REPUBLIKA.CO.ID, JAKARTA -- Museum Sumpah Pemuda di Jalan Kramat Raya 106, Jakarta Pusat, adalah sebuah bangunan sarat sejarah. Tepat 96 tahun lalu, di sana para pemuda mengikrarkan Sumpah Pemuda: Satu Tanah Air, Satu Bangsa, dan Satu Bahasa. Keputusan bersejarah ini diambil Kongres Pemuda II, yang diikuti para perwakilan dari pelbagai daerah Indonesia.
Peristiwa bersejarah lainnya, dari tempat ini pula pertama kali komponis Wage Rudolf Supratman dengan biolanya mengumangkan lagu Indonesia Raya yang kini menjadi lagu kebangsaan. Ruangan rapat yang penuh sesak menjadi sunyi senyap saat lagu itu dengan gesekan biola diperdengarkan.

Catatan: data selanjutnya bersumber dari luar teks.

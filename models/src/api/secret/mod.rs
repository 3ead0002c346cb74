mod create_docker_secret;
mod list_pull_secrets;
mod registry_secret;

pub use self::{create_docker_secret::*, list_pull_secrets::*, registry_secret::*};
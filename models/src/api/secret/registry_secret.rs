use std::collections::BTreeMap;

use serde::{Deserialize, Serialize};

use crate::utils::Base64String;

/// The data key holding the full authorization header of a repository auth
/// secret.
pub const AUTHORIZATION_HEADER_KEY: &str = "authorizationHeader";
/// The data key holding the custom CA certificate of a repository auth
/// secret.
pub const CA_CERT_KEY: &str = "ca.crt";
/// The data key holding the docker config of a registry pull secret.
pub const DOCKER_CONFIG_KEY: &str = ".dockerconfigjson";

/// A secret as the console sees it: either the auth secret of a repository
/// (authorization header and CA certificate) or a registry pull secret
/// (docker config). Data values arrive base64-encoded and are decoded by
/// [`Base64String`] on deserialization.
#[derive(Debug, Clone, Default, Serialize, Deserialize, PartialEq)]
#[serde(rename_all = "camelCase")]
pub struct RegistrySecret {
	/// The name of the secret.
	pub name: String,
	/// The namespace the secret lives in.
	pub namespace: String,
	/// The decoded data entries of the secret.
	#[serde(default)]
	pub data: BTreeMap<String, Base64String>,
}

impl RegistrySecret {
	/// Returns the stored authorization header as text, if present.
	pub fn authorization_header(&self) -> Option<&str> {
		self.data
			.get(AUTHORIZATION_HEADER_KEY)
			.and_then(Base64String::as_text)
	}

	/// Returns the stored custom CA certificate as text, if present.
	pub fn ca_cert(&self) -> Option<&str> {
		self.data.get(CA_CERT_KEY).and_then(Base64String::as_text)
	}
}

#[cfg(test)]
mod test {
	use serde_json::json;

	use super::RegistrySecret;

	#[test]
	fn assert_secret_types() {
		let secret: RegistrySecret = serde_json::from_value(json!({
			"name": "stable-auth",
			"namespace": "team-a",
			"data": {
				// base64 of "Bearer token" and a PEM marker
				"authorizationHeader": "QmVhcmVyIHRva2Vu",
				"ca.crt": "LS0tLS1CRUdJTiBDRVJUSUZJQ0FURS0tLS0t",
			},
		}))
		.unwrap();
		assert_eq!(secret.authorization_header(), Some("Bearer token"));
		assert_eq!(secret.ca_cert(), Some("-----BEGIN CERTIFICATE-----"));
	}

	#[test]
	fn assert_missing_keys() {
		let secret = RegistrySecret {
			name: "team-a-pull".to_owned(),
			namespace: "team-a".to_owned(),
			data: Default::default(),
		};
		assert_eq!(secret.authorization_header(), None);
		assert_eq!(secret.ca_cert(), None);
	}
}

Baru, setelah lagu berakhir, suasana kongres menjadi gegap gempita dan tepuk tangan gemuruh disertai teriakan: "Bis ..Bis..!" maksudnya minta diulang. Awal abad ke-20, ketika Sumpah Pemuda, situasi Batavia diwarnai banyaknya pemuda dari berbagai daerah yang datang guna melanjutkan pendidikannya.

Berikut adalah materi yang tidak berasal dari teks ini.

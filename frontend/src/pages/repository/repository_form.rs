use strum::IntoEnumIterator;

use super::{
	parse_validation_error,
	run_submit,
	AddRegistryCreds,
	AuthMethod,
	RepoFormModel,
	SubmitOutcome,
};
use crate::prelude::*;

/// The repository registration form. Owns every editable field and the
/// validate-then-install submit workflow; an existing repository (plus its
/// auth secret) switches it into edit mode.
#[component]
pub fn RepositoryForm(
	/// The namespace the repository is registered in.
	#[prop(into)]
	namespace: String,
	/// The namespace the console itself is installed in.
	#[prop(into)]
	system_namespace: String,
	/// The repository to edit; `None` registers a new one.
	#[prop(optional_no_strip)]
	repo: Option<ChartRepository>,
	/// The auth secret of the edited repository, if any.
	#[prop(optional_no_strip)]
	secret: Option<RegistrySecret>,
	/// Called after a successful install or update.
	#[prop(into, optional)]
	on_installed: Option<Callback<()>>,
) -> impl IntoView {
	let ApiClient(api) = expect_context::<ApiClient>();

	let editing = repo.is_some();
	let model = create_rw_signal(match &repo {
		Some(repo) => RepoFormModel::from_existing(repo, secret.as_ref()),
		None => RepoFormModel::new(namespace.clone()),
	});
	let repo = store_value(repo);

	// Pull secrets are namespace scoped, so they can only be attached to
	// repositories outside the system namespace, where every namespace would
	// need them.
	let offer_pull_secrets = namespace != system_namespace;
	let namespace_notice = namespace == system_namespace || namespace == ALL_NAMESPACES;

	let secrets = create_rw_signal(Vec::<RegistrySecret>::new());
	if offer_pull_secrets {
		let api = api.clone();
		let namespace = namespace.clone();
		spawn_local(async move {
			secrets.set(api.list_pull_secrets(&namespace).await);
		});
	}

	create_effect(move |_| {
		let list = secrets.get();
		model.update(|model| {
			repo.with_value(|repo| model.merge_pull_secrets(&list, repo.as_ref()));
		});
	});

	let submit = create_action(move |_: &()| {
		let api = api.clone();
		async move {
			let mut current = model.get_untracked();
			let outcome = run_submit(api.as_ref(), &mut current).await;
			model.set(current);
			if let (SubmitOutcome::Installed, Some(on_installed)) = (outcome, on_installed) {
				on_installed.call(());
			}
		}
	});
	let submitting = submit.pending();

	let handle_submit = move |ev: ev::SubmitEvent| {
		ev.prevent_default();
		submit.dispatch(());
	};

	let submit_label = move || {
		if submitting.get() {
			if model.with(|model| model.validation.is_unknown()) {
				"Validating...".to_owned()
			} else {
				"Installing...".to_owned()
			}
		} else {
			format!(
				"{} Repository{}",
				if editing { "Update" } else { "Install" },
				if model.with(|model| model.validation.is_invalid()) {
					" (force)"
				} else {
					""
				},
			)
		}
	};

	let namespace = store_value(namespace);
	let system_namespace = store_value(system_namespace);

	view! {
		<form class="full-width fc-fs-fs px-md txt-white" on:submit={handle_submit}>
			<h2 class="txt-lg txt-medium mb-md">
				{if editing {
					"Edit Repository"
				} else {
					"Add a Chart Repository"
				}}
			</h2>

			<div class="flex mb-md full-width">
				<label html_for="repo-name" class="flex-col-2 fr-fs-ct txt-sm">
					"Name"
				</label>
				<div class="flex-col-10 fc-fs-fs pl-xs">
					<Input
						id="repo-name"
						class="full-width"
						placeholder="example"
						required=true
						disabled={editing}
						pattern="[a-z0-9]([-a-z0-9]*[a-z0-9])?(\\.[a-z0-9]([-a-z0-9]*[a-z0-9])?)*"
						title="Use lower case alphanumeric characters, '-' or '.'"
						value={Signal::derive(move || model.with(|model| model.name.clone()))}
						on_input={Box::new(move |ev| {
							model.update(|model| model.set_name(event_target_value(&ev)));
						})}
					/>
				</div>
			</div>

			<div class="flex mb-md full-width">
				<label html_for="repo-url" class="flex-col-2 fr-fs-ct txt-sm">
					"URL"
				</label>
				<div class="flex-col-10 fc-fs-fs pl-xs">
					<Input
						id="repo-url"
						r#type={InputType::Url}
						class="full-width"
						placeholder="https://charts.example.com/stable"
						required=true
						value={Signal::derive(move || model.with(|model| model.url.clone()))}
						on_input={Box::new(move |ev| {
							model.update(|model| model.set_url(event_target_value(&ev)));
						})}
					/>
				</div>
			</div>

			<div class="fc-fs-fs mb-md full-width">
				<p class="txt-sm mb-xxs">"Repository Authorization (optional)"</p>
				<p class="txt-xs txt-grey mb-xs">
					"Introduce the credentials to access the chart repository if authentication is enabled."
				</p>
				<div class="flex full-width">
					<div class="flex-col-2 fc-fs-fs gap-xs">
						{AuthMethod::iter()
							.map(|method| {
								view! {
									<label
										html_for={format!("repo-auth-method-{}", method)}
										class="fr-fs-ct gap-xs txt-sm"
									>
										<input
											type="radio"
											name="auth-method"
											id={format!("repo-auth-method-{}", method)}
											value={method.to_string()}
											prop:checked={move || {
												model.with(|model| model.auth_method == method)
											}}
											on:change={move |_| {
												model.update(|model| model.set_auth_method(method));
											}}
										/>
										{method.label()}
									</label>
								}
							})
							.collect_view()}
					</div>
					<div class="flex-col-10 fc-fs-fs pl-xs gap-xs">
						<Show when={move || {
							model.with(|model| model.auth_method == AuthMethod::Basic)
						}}>
							<Input
								id="repo-username"
								class="full-width"
								placeholder="Username"
								value={Signal::derive(move || {
									model.with(|model| model.username.clone())
								})}
								on_input={Box::new(move |ev| {
									model.update(|model| model.set_username(event_target_value(&ev)));
								})}
							/>
							<Input
								id="repo-password"
								r#type={InputType::Password}
								class="full-width"
								placeholder="Password"
								value={Signal::derive(move || {
									model.with(|model| model.password.clone())
								})}
								on_input={Box::new(move |ev| {
									model.update(|model| model.set_password(event_target_value(&ev)));
								})}
							/>
						</Show>
						<Show when={move || {
							model.with(|model| model.auth_method == AuthMethod::Bearer)
						}}>
							<Input
								id="repo-token"
								class="full-width"
								placeholder="Token"
								value={Signal::derive(move || {
									model.with(|model| model.token.clone())
								})}
								on_input={Box::new(move |ev| {
									model.update(|model| model.set_token(event_target_value(&ev)));
								})}
							/>
						</Show>
						<Show when={move || {
							model.with(|model| model.auth_method == AuthMethod::Custom)
						}}>
							<Input
								id="repo-custom-header"
								class="full-width"
								placeholder="Bearer xrxNcWghpRLdcPHFgVRM73rr4N7qjvjm"
								value={Signal::derive(move || {
									model.with(|model| model.auth_header.clone())
								})}
								on_input={Box::new(move |ev| {
									model.update(|model| {
										model.set_auth_header(event_target_value(&ev));
									});
								})}
							/>
						</Show>
					</div>
				</div>
			</div>

			<Show when={move || offer_pull_secrets}>
				<div class="fc-fs-fs mb-md full-width">
					<p class="txt-sm mb-xxs">"Associate Registry Credentials (optional)"</p>
					<p class="txt-xs txt-grey mb-xs">
						"Select existing secret(s) to access a private registry and pull images from it."
					</p>
					<AddRegistryCreds
						secrets={secrets}
						selected={Signal::derive(move || {
							model.with(|model| model.selected_pull_secrets.clone())
						})}
						on_toggle={Callback::new(move |name: String| {
							model.update(|model| model.toggle_pull_secret(&name));
						})}
						namespace={namespace.get_value()}
					/>
				</div>
			</Show>

			<div class="fc-fs-fs mb-md full-width">
				<label html_for="repo-custom-ca" class="txt-sm mb-xxs">
					"Custom CA Certificate (optional)"
				</label>
				<Textarea
					id="repo-custom-ca"
					class="full-width"
					placeholder="-----BEGIN CERTIFICATE-----\n...\n-----END CERTIFICATE-----"
					value={Signal::derive(move || model.with(|model| model.custom_ca.clone()))}
					on_input={Box::new(move |ev| {
						model.update(|model| model.set_custom_ca(event_target_value(&ev)));
					})}
				/>
			</div>

			<div class="fc-fs-fs mb-md full-width">
				<div class="fr-fs-ct gap-xs mb-xxs">
					<label html_for="repo-sync-job-template" class="txt-sm">
						"Custom Sync Job Template (optional)"
					</label>
					<Tooltip>
						"It's possible to modify the default sync job. When doing so, the pre-validation is not supported."
					</Tooltip>
				</div>
				<Textarea
					id="repo-sync-job-template"
					class="full-width"
					placeholder="spec:\n  containers:\n  - env:\n    - name: FOO\n      value: BAR"
					value={Signal::derive(move || {
						model.with(|model| model.sync_job_pod_template.clone())
					})}
					on_input={Box::new(move |ev| {
						model.update(|model| {
							model.set_sync_job_pod_template(event_target_value(&ev));
						});
					})}
				/>
			</div>

			<Show when={move || namespace_notice}>
				<p class="txt-xs txt-warning mb-sm">
					{format!(
						"NOTE: This repository will be created in the \"{}\" namespace and charts will be available in all namespaces for installation.",
						system_namespace.get_value(),
					)}
				</p>
			</Show>

			{move || {
				model.with(|model| {
					model.validation.error_message().map(|message| {
						view! {
							<Alert
								r#type={NotificationType::Error}
								class="mb-sm"
								message={format!(
									"Validation Failed. Got: {}",
									parse_validation_error(message),
								)}
							/>
						}
					})
				})
			}}

			<div class="fr-fe-ct full-width mt-xs">
				<Link
					r#type={Variant::Button}
					style_variant={LinkStyleVariant::Contained}
					should_submit=true
					disabled={submitting}
				>
					{submit_label}
				</Link>
			</div>
		</form>
	}
}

Saat itu, bahasa Indonesia masih disebut bahasa Melayu dan merupakan alat komunikasi dalam pergaulan sehari-hari. Belanda mendirikan sekolah dan perguruan tinggi karena banyaknya modal asing (Barat) yang masuk ke Indonesia. Di gedung yang sederhana ini, tiap Hari Sumpah Pemuda selalu dilangsungkan upacara peringatan.
Saat memasuki gedung ini, kita akan mendapati diorama WR Supratman yang tengah main biola. Di depannya, para peserta rapat yang dengan tekun mendengarkan. Semuanya menggunakan pakaian seragam putih dan peci hitam.